As Real Estate Forum editor-in-chief Michael Desiato observed in the Town Hall meeting, "In the near-term, it's not looking good around town." He was referring to a Deutsche Bank-generated observation, which labeled the Dallas outlook as cloudy. It was a comment that drew winces from the panel--John C. Goff, vice chairman and CEO of Crescent Real Estate Equities Co.; R. Dary Stone, president of Cousins Texas; Todd L. Platt, CEO of Hillwood Investments; Herbert D. Weitzman, CEO of the Weitzman Group and Cencor Realty Services; and Mark Gibson, executive managing director of Holliday Fenoglio Fowler LP.
"I'm not quite sure that business is as bad as others are portraying it or it's just that it's not as good as it has been in other years," Platt said, echoing sentiments of the others that today's conditions are simply temporary setbacks.
Gibson was quick to point out that only Washington, DC drew favorable comments from Deutsche Bank. In reality, Dallas closings are up as real estate basks in its stronghold on investment capital. "There's no other attractive alternative," Gibson said.
Office, as expected, got slammed while industrial, multifamily and retail cornered more compliments than criticism. "Virtually every institution wants to be in the industrial market in Dallas today," said Ted Klinck, head of capital transactions for Lend Lease Real Estate Investments. Private, pension fund and foreign capital, he said, "at unprecedented levels are flowing into the metroplex today."

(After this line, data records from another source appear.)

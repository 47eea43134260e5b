/// Retention sweeper for the shared scratch directory.
///
/// Best-effort housekeeping: deletes files whose last modification is
/// older than the retention window. Nothing here can fail a request.
/// Files that vanish between listing and deletion (another sweep, or a
/// job cleaning up) are skipped silently.
use std::io::ErrorKind;
use std::path::{Path, PathBuf};
use std::time::{Duration, SystemTime};

use serde::Serialize;
use tokio::task::JoinHandle;
use tracing::{debug, info, warn};

#[derive(Debug, Default, Clone, Copy, PartialEq, Eq, Serialize)]
pub struct SweepReport {
    pub removed: usize,
    pub failed: usize,
}

/// Starts a detached sweep. The handle may be dropped; the task keeps running.
pub fn spawn_sweep(dir: PathBuf, max_age: Duration) -> JoinHandle<SweepReport> {
    tokio::spawn(async move { sweep(&dir, max_age).await })
}

pub async fn sweep(dir: &Path, max_age: Duration) -> SweepReport {
    let mut report = SweepReport::default();
    debug!("Sweeping {} (max age {}s)", dir.display(), max_age.as_secs());

    let mut entries = match tokio::fs::read_dir(dir).await {
        Ok(entries) => entries,
        Err(e) => {
            warn!("Cannot list {} for cleanup: {e}", dir.display());
            return report;
        }
    };

    let now = SystemTime::now();
    loop {
        let entry = match entries.next_entry().await {
            Ok(Some(entry)) => entry,
            Ok(None) => break,
            Err(e) => {
                warn!("Cleanup listing of {} interrupted: {e}", dir.display());
                break;
            }
        };
        let path = entry.path();

        let metadata = match entry.metadata().await {
            Ok(m) => m,
            Err(e) if e.kind() == ErrorKind::NotFound => continue,
            Err(e) => {
                warn!("Cannot stat {}: {e}", path.display());
                report.failed += 1;
                continue;
            }
        };
        if !metadata.is_file() {
            continue;
        }

        let Ok(modified) = metadata.modified() else {
            continue;
        };
        // Modification times in the future count as fresh
        let age = now.duration_since(modified).unwrap_or(Duration::ZERO);
        if age <= max_age {
            continue;
        }

        match tokio::fs::remove_file(&path).await {
            Ok(()) => {
                debug!("Removed stale scratch file {}", path.display());
                report.removed += 1;
            }
            Err(e) if e.kind() == ErrorKind::NotFound => {}
            Err(e) => {
                warn!("Failed to delete old file {}: {e}", path.display());
                report.failed += 1;
            }
        }
    }

    if report.removed > 0 || report.failed > 0 {
        info!(
            "Cleanup of {}: {} removed, {} failed",
            dir.display(),
            report.removed,
            report.failed
        );
    }
    report
}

That could be, said Evan W. Stone, managing director of Eastdil and a RealShare panel moderator, because "Dallas happens to be downright cheap in some respects" when the per sf costs are stacked up against similar metro markets.
At the end of the day, the consensus was real estate has been legitimized as an asset class. "In most parts of the country, good product is selling," said John Kerin, first senior vice president and managing director for Marcus & Millichap.

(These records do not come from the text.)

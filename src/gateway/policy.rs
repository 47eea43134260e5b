use std::collections::HashSet;

use anyhow::{bail, Result};

use crate::config::PolicyConfig;

/// Immutable allow/deny policy applied by the static validator.
///
/// Built once at startup from `[policy]` and shared read-only by every
/// validation call.
#[derive(Debug, Clone)]
pub struct ValidationPolicy {
    /// Callable names refused both as bare calls and as attribute calls.
    pub banned_calls: HashSet<String>,
    /// Module names refused by their top-level component.
    pub banned_modules: HashSet<String>,
    /// Attribute calls that write geometry to disk. Observed, and
    /// refused only when `reject_self_export` is set.
    pub export_calls: HashSet<String>,
    pub reject_self_export: bool,
    pub max_lines: usize,
    /// Name of the variable whose value the executor exports.
    pub terminal_binding: String,
}

impl ValidationPolicy {
    pub fn from_config(config: &PolicyConfig) -> Result<Self> {
        if !is_identifier(&config.terminal_binding) {
            bail!(
                "policy.terminal_binding must be a plain identifier (got {:?})",
                config.terminal_binding
            );
        }
        if config.max_lines == 0 {
            bail!("policy.max_lines must be at least 1");
        }
        Ok(Self::build(config))
    }

    fn build(config: &PolicyConfig) -> Self {
        Self {
            banned_calls: config.banned_calls.iter().cloned().collect(),
            banned_modules: config.banned_modules.iter().cloned().collect(),
            export_calls: config.export_calls.iter().cloned().collect(),
            reject_self_export: config.reject_self_export,
            max_lines: config.max_lines,
            terminal_binding: config.terminal_binding.clone(),
        }
    }

    pub fn is_banned_module(&self, module: &str) -> bool {
        let top_level = module
            .trim_start_matches(|c: char| c == '.' || c.is_whitespace())
            .split('.')
            .next()
            .unwrap_or("");
        !top_level.is_empty() && self.banned_modules.contains(top_level)
    }
}

impl Default for ValidationPolicy {
    fn default() -> Self {
        Self::build(&PolicyConfig::default())
    }
}

/// ASCII Python identifier check (no keywords list, only shape).
fn is_identifier(name: &str) -> bool {
    let mut chars = name.chars();
    match chars.next() {
        Some(c) if c.is_ascii_alphabetic() || c == '_' => {}
        _ => return false,
    }
    chars.all(|c| c.is_ascii_alphanumeric() || c == '_')
}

It might not be a fundamental shift that's going to last for the long term, but for now, it's here and it's real. "At some point, it will flow back out," Klinck said. "It's a bubble, but it's a great bubble right now for sellers."

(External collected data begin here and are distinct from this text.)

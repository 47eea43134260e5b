//! Ollama code generator.
//!
//! Calls `POST {host}/api/chat` with `stream: false`. The system prompt
//! travels as the first `role: "system"` message; only the assistant's
//! text content is returned. Token usage (`prompt_eval_count` /
//! `eval_count`) may be absent and is only logged.

use std::time::Duration;

use async_trait::async_trait;
use reqwest::Client;
use serde::{Deserialize, Serialize};
use tracing::{debug, info};

use super::client::{with_retries, CodeGenerator, LlmError};
use crate::backoff::Backoff;
use crate::config::LlmConfig;

/// Health probes never wait as long as generation does.
const HEALTH_TIMEOUT: Duration = Duration::from_secs(5);

// ── Ollama API types ─────────────────────────────────────

#[derive(Debug, Serialize)]
struct ChatRequest<'a> {
    model: &'a str,
    messages: Vec<ChatMessage<'a>>,
    stream: bool,
    options: ChatOptions,
}

#[derive(Debug, Serialize)]
struct ChatMessage<'a> {
    role: &'static str,
    content: &'a str,
}

#[derive(Debug, Serialize)]
struct ChatOptions {
    num_predict: u32,
}

#[derive(Debug, Deserialize)]
struct ChatResponse {
    message: ResponseMessage,
    #[serde(default)]
    prompt_eval_count: Option<u32>,
    #[serde(default)]
    eval_count: Option<u32>,
}

#[derive(Debug, Deserialize)]
struct ResponseMessage {
    #[serde(default)]
    content: String,
}

// ── OllamaGenerator ──────────────────────────────────────

pub struct OllamaGenerator {
    client: Client,
    config: LlmConfig,
    host: String,
}

impl OllamaGenerator {
    pub fn new(config: LlmConfig) -> Self {
        // Strip trailing slash for consistent URL construction
        let host = config.host.trim_end_matches('/').to_string();
        let client = Client::builder()
            .timeout(Duration::from_secs(config.timeout_secs))
            .build()
            .unwrap_or_else(|_| Client::new());
        Self {
            client,
            config,
            host,
        }
    }

    fn build_request<'a>(&'a self, system_prompt: &'a str, prompt: &'a str) -> ChatRequest<'a> {
        let mut messages = Vec::with_capacity(2);
        if !system_prompt.is_empty() {
            messages.push(ChatMessage {
                role: "system",
                content: system_prompt,
            });
        }
        messages.push(ChatMessage {
            role: "user",
            content: prompt,
        });
        ChatRequest {
            model: &self.config.model,
            messages,
            stream: false,
            options: ChatOptions {
                num_predict: self.config.max_tokens_per_request,
            },
        }
    }

    async fn chat_once(&self, request: &ChatRequest<'_>) -> Result<String, LlmError> {
        let url = format!("{}/api/chat", self.host);
        let response = self.client.post(&url).json(request).send().await?;

        let status = response.status();
        if !status.is_success() {
            let body = response.text().await.unwrap_or_default();
            return Err(LlmError::Api {
                status: status.as_u16(),
                body,
            });
        }

        let resp: ChatResponse = response.json().await?;
        info!(
            "LLM response: {} in / {} out tokens",
            resp.prompt_eval_count.unwrap_or(0),
            resp.eval_count.unwrap_or(0)
        );

        if resp.message.content.trim().is_empty() {
            return Err(LlmError::EmptyResponse);
        }
        Ok(resp.message.content)
    }
}

#[async_trait]
impl CodeGenerator for OllamaGenerator {
    async fn generate(&self, system_prompt: &str, prompt: &str) -> Result<String, LlmError> {
        let request = self.build_request(system_prompt, prompt);
        debug!(
            "Calling Ollama API ({}) with a {}-char prompt",
            self.config.model,
            prompt.len()
        );
        with_retries(Backoff::for_llm(self.config.retries), || {
            self.chat_once(&request)
        })
        .await
    }

    async fn check_health(&self) -> bool {
        match self
            .client
            .get(&self.host)
            .timeout(HEALTH_TIMEOUT)
            .send()
            .await
        {
            Ok(resp) => resp.status().is_success(),
            Err(e) => {
                debug!("Ollama health probe failed: {e}");
                false
            }
        }
    }

    fn description(&self) -> String {
        format!("{} ({})", self.config.provider, self.config.model)
    }
}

Dallas' big leader, multifamily, is now trading above assessed values for class B and C properties, attracting upward of a dozen offers in most cases. Even class A players such as Palladium USA International Inc. are shifting toward repositioning opportunities, with an appetite for existing infill properties, said Spencer Stuart Jr., Palladium USA's president.
Retail is caught in an economic dichotomy, but is holding its own despite the fallout from some big name big boxes and consumer spending cuts. "Retailers haven't stopped expanding," Weitzman said. Even better, those who are prospering have an "attitude" about gaining market share. "They are aggressively taking some sites," he said.
In the Texas circuit, the basic perceptions are Houston has the energy; Austin has the capitol; San Antonio has the Alamo; and Dallas has the real estate, a market driver that attracts high-rolling, risk-taking entrepreneurs willing to go the distance to do the deal. The market movers, the legends of Dallas, told their survival stories of the past and their strategies for now.
Would they bank on Dallas right now? Craig Hall, chairman and CEO of Hall Financial Group, said "yes. It's a fabulous market. It depends on where and what, but it's a great place to invest, particularly in difficult times.